Kasson-Mantorville Community Ed encourages reading through “1000 Books before Kindergarten” program
In 2014 after receiving a early childhood grant a Kasson-Mantorville Community Ed Committee came up with an idea to collaborate with the Kasson Public Library to start a national program called “1000 Books before Kindergarten” in the community.
Ever since then it has been a success.
Since the beginning of the program in the Kasson-Mantorville community over 142 children and their parents have participated.
The goal of the program is to encourage children and their parents to read 1000 books before they enter Kindergarten as it is proven to help with their reading skills and development.
As a way to encourage children to read as many books as possible there are prizes for every hundred books that a child reads.
When a child reaches five hundred books they receive a bigger prize which usually includes a t-shirt and when they reach the milestone of one-thousand books the child and their parent(s) are invited to the next school board meeting where they are presented with a certificate, a free book and a Komet Koin.
Encouraging children to read in a fun way is also apart of the mission of the national program according to their website.
“We provide an innovative, yet fun approach to establishing strong early literacy skills. Parents and caregivers keep track of the books that they read to their children. Parents and caregivers can use log sheets, journals, or even our iPhone and Android App to track their reading. We help parents and caregivers give their young children the confidence necessary to become strong readers and successful in school and life.”

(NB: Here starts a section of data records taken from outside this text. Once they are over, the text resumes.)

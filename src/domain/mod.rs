// Domain layer: course models and the ports the catalog and session depend on.

pub mod model;
pub mod ports;
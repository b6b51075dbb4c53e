use crate::utils::error::{AdvisorError, Result};

pub trait Validate {
    fn validate(&self) -> Result<()>;
}

pub fn validate_path(field_name: &str, path: &str) -> Result<()> {
    if path.trim().is_empty() {
        return Err(AdvisorError::InvalidConfigValueError {
            field: field_name.to_string(),
            value: path.to_string(),
            reason: "Path cannot be empty".to_string(),
        });
    }

    if path.contains('\0') {
        return Err(AdvisorError::InvalidConfigValueError {
            field: field_name.to_string(),
            value: path.to_string(),
            reason: "Path contains null bytes".to_string(),
        });
    }

    Ok(())
}

/// Delimiter and quote must be distinct, visible, single-line characters.
pub fn validate_separators(delimiter: char, quote: char) -> Result<()> {
    for (field, ch) in [("delimiter", delimiter), ("quote", quote)] {
        if ch.is_whitespace() || ch == '\0' {
            return Err(AdvisorError::InvalidConfigValueError {
                field: field.to_string(),
                value: ch.escape_default().to_string(),
                reason: "Character cannot be whitespace, a line break or NUL".to_string(),
            });
        }
    }

    if delimiter == quote {
        return Err(AdvisorError::InvalidConfigValueError {
            field: "quote".to_string(),
            value: quote.to_string(),
            reason: "Quote character must differ from the delimiter".to_string(),
        });
    }

    Ok(())
}

/// Parses a single-character setting such as `--delimiter ';'`.
pub fn parse_single_char(field_name: &str, value: &str) -> Result<char> {
    let mut chars = value.chars();
    match (chars.next(), chars.next()) {
        (Some(ch), None) => Ok(ch),
        _ => Err(AdvisorError::InvalidConfigValueError {
            field: field_name.to_string(),
            value: value.to_string(),
            reason: "Expected exactly one character".to_string(),
        }),
    }
}

pub fn validate_one_of(field_name: &str, value: &str, allowed: &[&str]) -> Result<()> {
    if !allowed.contains(&value) {
        return Err(AdvisorError::InvalidConfigValueError {
            field: field_name.to_string(),
            value: value.to_string(),
            reason: format!("Valid values: {}", allowed.join(", ")),
        });
    }
    Ok(())
}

Jenny Carrier, who is the Community Ed Director said that one of her favorite parts of the program is being able to see the growth of the young readers and also seeing them being recognized for their accomplishments.
“ Being able to recognize the children and parents for their impressive accomplishments is important, and seeing their faces during board meetings is priceless.”
Pat Shaffer-Gottschalk one of the librarians at the Kasson Library said that being able to collaborate with the school district is extremely important.
“It's so important for the public library to collaborate with the school system and Community Ed to help create lifelong learners who read to learn, to seek information and for enjoyment. It takes a whole community and we at the library are eager and grateful to take part and support this wonderful effort.”
Like Carrier one of Shaffer-Gottschalk’s favorite parts of the program is being able to see how excited the children are about reading.
“My favorite part is the twinkle and excitement in the eyes and faces of beginning readers when they read their first word, and the process of reading clicks for them. It's like a small miracle each time, and I'm so glad to be a part of it.”
Asides from the program the committee has also come up with other ways over the years to promote reading for children.
Some of these things include library shelves in different businesses around town and book houses outside of different businesses and houses in town.